(INFORMATION SHOWN begins)

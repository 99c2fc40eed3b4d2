//! Error types for mcpagent

use thiserror::Error;

/// Result type alias using mcpagent's Error type
pub type Result<T> = std::result::Result<T, Error>;

/// Main error type for mcpagent
#[derive(Error, Debug)]
pub enum Error {
    /// Transport could not be established or the handshake did not complete
    #[error("Connection error: {0}")]
    Connection(String),

    /// Operation issued on a session that was never initialized or was torn down
    #[error("MCP client not connected")]
    NotConnected,

    /// Server does not support an optional capability (resources, prompts)
    #[error("Unsupported capability '{capability}': {reason}")]
    UnsupportedCapability { capability: String, reason: String },

    /// JSON-RPC error object returned by the MCP server
    #[error("MCP error {code}: {message}")]
    Mcp { code: i64, message: String },

    /// A tool call failed on the server side
    #[error("Tool '{tool}' failed: {message}")]
    ToolInvocation { tool: String, message: String },

    /// Completion endpoint unreachable or returned a malformed response
    #[error("Completion gateway error: {0}")]
    Gateway(String),

    /// The model kept requesting tools past the configured round limit
    #[error("Round limit exceeded: model still requesting tools after {0} rounds")]
    RoundLimitExceeded(u32),

    /// Malformed frame on the MCP wire
    #[error("Protocol error: {0}")]
    Protocol(String),

    /// Timeout error
    #[error("Timeout: {0}")]
    Timeout(String),

    /// Configuration error
    #[error("Configuration error: {0}")]
    Config(String),

    /// Invalid input
    #[error("Invalid input: {0}")]
    InvalidInput(String),

    /// HTTP request error
    #[error("HTTP error: {0}")]
    Http(#[from] reqwest::Error),

    /// JSON serialization/deserialization error
    #[error("JSON error: {0}")]
    Json(#[from] serde_json::Error),

    /// I/O error
    #[error("I/O error: {0}")]
    Io(#[from] std::io::Error),
}

impl Error {
    /// Errors that end the whole session rather than a single turn
    pub fn is_fatal(&self) -> bool {
        matches!(
            self,
            Error::Connection(_) | Error::NotConnected | Error::Config(_)
        )
    }

    /// Errors after which the user may simply retry the turn
    pub fn is_turn_recoverable(&self) -> bool {
        matches!(
            self,
            Error::Gateway(_) | Error::RoundLimitExceeded(_) | Error::Timeout(_) | Error::Http(_)
        )
    }
}
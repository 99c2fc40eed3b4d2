//! Default system prompt

/// Used unless `agent.system_prompt` overrides it
pub const SYSTEM_PROMPT: &str = "\
You are a helpful assistant with access to tools provided by an MCP server. \
Use a tool whenever it can give you information you do not already have, \
and base your answer on what the tools return. \
If a tool reports an error, explain what went wrong or try a different approach \
instead of repeating the same call. \
When you have enough information, answer the user directly and concisely.";

/// Resolve the system prompt, preferring a configured override
pub fn system_prompt(configured: Option<&str>) -> &str {
    match configured {
        Some(prompt) if !prompt.trim().is_empty() => prompt,
        _ => SYSTEM_PROMPT,
    }
}

#[cfg(test)]
mod tests {
    use super::*;

    #[test]
    fn test_override_and_fallback() {
        assert_eq!(system_prompt(Some("Be terse.")), "Be terse.");
        assert_eq!(system_prompt(Some("   ")), SYSTEM_PROMPT);
        assert_eq!(system_prompt(None), SYSTEM_PROMPT);
    }
}
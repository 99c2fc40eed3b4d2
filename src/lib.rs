//! # mcpagent
//!
//! A console agent that bridges an MCP server to a function-calling chat
//! completion model.
//!
//! ## Features
//!
//! - **MCP client:** stdio (Docker or any command) and streamable HTTP transports
//! - **Schema translation:** MCP tools advertised as model function definitions
//! - **Agentic loop:** tool calls executed in order until the model answers
//! - **Interactive console:** chat with the model, inspect the server

pub mod agent;
pub mod config;
pub mod error;
pub mod mcp;

pub use config::Config;
pub use error::{Error, Result};

/// Application version from Cargo.toml
pub const VERSION: &str = env!("CARGO_PKG_VERSION");

/// Application name
pub const NAME: &str = env!("CARGO_PKG_NAME");
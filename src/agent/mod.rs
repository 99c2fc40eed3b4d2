//! Agent module - completion gateway, conversation state and the agentic loop
//!
//! This module handles the model side of the bridge:
//! - Chat completion client with function calling
//! - Append-only conversation history
//! - The default system prompt
//! - The loop that alternates between the model and MCP tool calls

mod agentic_loop;
mod client;
mod conversation;
pub mod prompts;
mod types;

pub use agentic_loop::{
    Agent, LoopCallback, LoopConfig, LoopState, NoOpCallback, ToolObservation, TurnOutput,
};
pub use client::{ChatCompletionClient, CompletionGateway};
pub use conversation::Conversation;
pub use types::*;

(INFORMATION SHOWN ends)

== WORK ORDER ==
An exact copy of every entry is the expected result.

== SOLUTION ==
repository 99c2fc40eed3b4d2
//! Error types for mcpagent

use thiserror::Error;

/// Result type alias using mcpagent's Error type
pub type Result<T> = std::result::Result<T, Error>;

/// Main error type for mcpagent
#[derive(Error, Debug)]
pub enum Error {
    /// Transport could not be established or the handshake did not complete
    #[error("Connection error: {0}")]
    Connection(String),

    /// Operation issued on a session that was never initialized or was torn down
    #[error("MCP client not connected")]
    NotConnected,

    /// Server does not support an optional capability (resources, prompts)
    #[error("Unsupported capability '{capability}': {reason}")]
    UnsupportedCapability { capability: String, reason: String },

    /// JSON-RPC error object returned by the MCP server
    #[error("MCP error {code}: {message}")]
    Mcp { code: i64, message: String },

    /// A tool call failed on the server side
    #[error("Tool '{tool}' failed: {message}")]
    ToolInvocation { tool: String, message: String },

    /// Completion endpoint unreachable or returned a malformed response
    #[error("Completion gateway error: {0}")]
    Gateway(String),

    /// The model kept requesting tools past the configured round limit
    #[error("Round limit exceeded: model still requesting tools after {0} rounds")]
    RoundLimitExceeded(u32),

    /// Malformed frame on the MCP wire
    #[error("Protocol error: {0}")]
    Protocol(String),

    /// Timeout error
    #[error("Timeout: {0}")]
    Timeout(String),

    /// Configuration error
    #[error("Configuration error: {0}")]
    Config(String),

    /// Invalid input
    #[error("Invalid input: {0}")]
    InvalidInput(String),

    /// HTTP request error
    #[error("HTTP error: {0}")]
    Http(#[from] reqwest::Error),

    /// JSON serialization/deserialization error
    #[error("JSON error: {0}")]
    Json(#[from] serde_json::Error),

    /// I/O error
    #[error("I/O error: {0}")]
    Io(#[from] std::io::Error),
}

impl Error {
    /// Errors that end the whole session rather than a single turn
    pub fn is_fatal(&self) -> bool {
        matches!(
            self,
            Error::Connection(_) | Error::NotConnected | Error::Config(_)
        )
    }

    /// Errors after which the user may simply retry the turn
    pub fn is_turn_recoverable(&self) -> bool {
        matches!(
            self,
            Error::Gateway(_) | Error::RoundLimitExceeded(_) | Error::Timeout(_) | Error::Http(_)
        )
    }
}
repository 99c2fc40eed3b4d2
//! Default system prompt

/// Used unless `agent.system_prompt` overrides it
pub const SYSTEM_PROMPT: &str = "\
You are a helpful assistant with access to tools provided by an MCP server. \
Use a tool whenever it can give you information you do not already have, \
and base your answer on what the tools return. \
If a tool reports an error, explain what went wrong or try a different approach \
instead of repeating the same call. \
When you have enough information, answer the user directly and concisely.";

/// Resolve the system prompt, preferring a configured override
pub fn system_prompt(configured: Option<&str>) -> &str {
    match configured {
        Some(prompt) if !prompt.trim().is_empty() => prompt,
        _ => SYSTEM_PROMPT,
    }
}

#[cfg(test)]
mod tests {
    use super::*;

    #[test]
    fn test_override_and_fallback() {
        assert_eq!(system_prompt(Some("Be terse.")), "Be terse.");
        assert_eq!(system_prompt(Some("   ")), SYSTEM_PROMPT);
        assert_eq!(system_prompt(None), SYSTEM_PROMPT);
    }
}
repository 99c2fc40eed3b4d2
filename src/lib.rs
//! # mcpagent
//!
//! A console agent that bridges an MCP server to a function-calling chat
//! completion model.
//!
//! ## Features
//!
//! - **MCP client:** stdio (Docker or any command) and streamable HTTP transports
//! - **Schema translation:** MCP tools advertised as model function definitions
//! - **Agentic loop:** tool calls executed in order until the model answers
//! - **Interactive console:** chat with the model, inspect the server

pub mod agent;
pub mod config;
pub mod error;
pub mod mcp;

pub use config::Config;
pub use error::{Error, Result};

/// Application version from Cargo.toml
pub const VERSION: &str = env!("CARGO_PKG_VERSION");

/// Application name
pub const NAME: &str = env!("CARGO_PKG_NAME");
filename src/agent/mod.rs
repository 99c2fc40eed3b4d2
//! Agent module - completion gateway, conversation state and the agentic loop
//!
//! This module handles the model side of the bridge:
//! - Chat completion client with function calling
//! - Append-only conversation history
//! - The default system prompt
//! - The loop that alternates between the model and MCP tool calls

mod agentic_loop;
mod client;
mod conversation;
pub mod prompts;
mod types;

pub use agentic_loop::{
    Agent, LoopCallback, LoopConfig, LoopState, NoOpCallback, ToolObservation, TurnOutput,
};
pub use client::{ChatCompletionClient, CompletionGateway};
pub use conversation::Conversation;
pub use types::*;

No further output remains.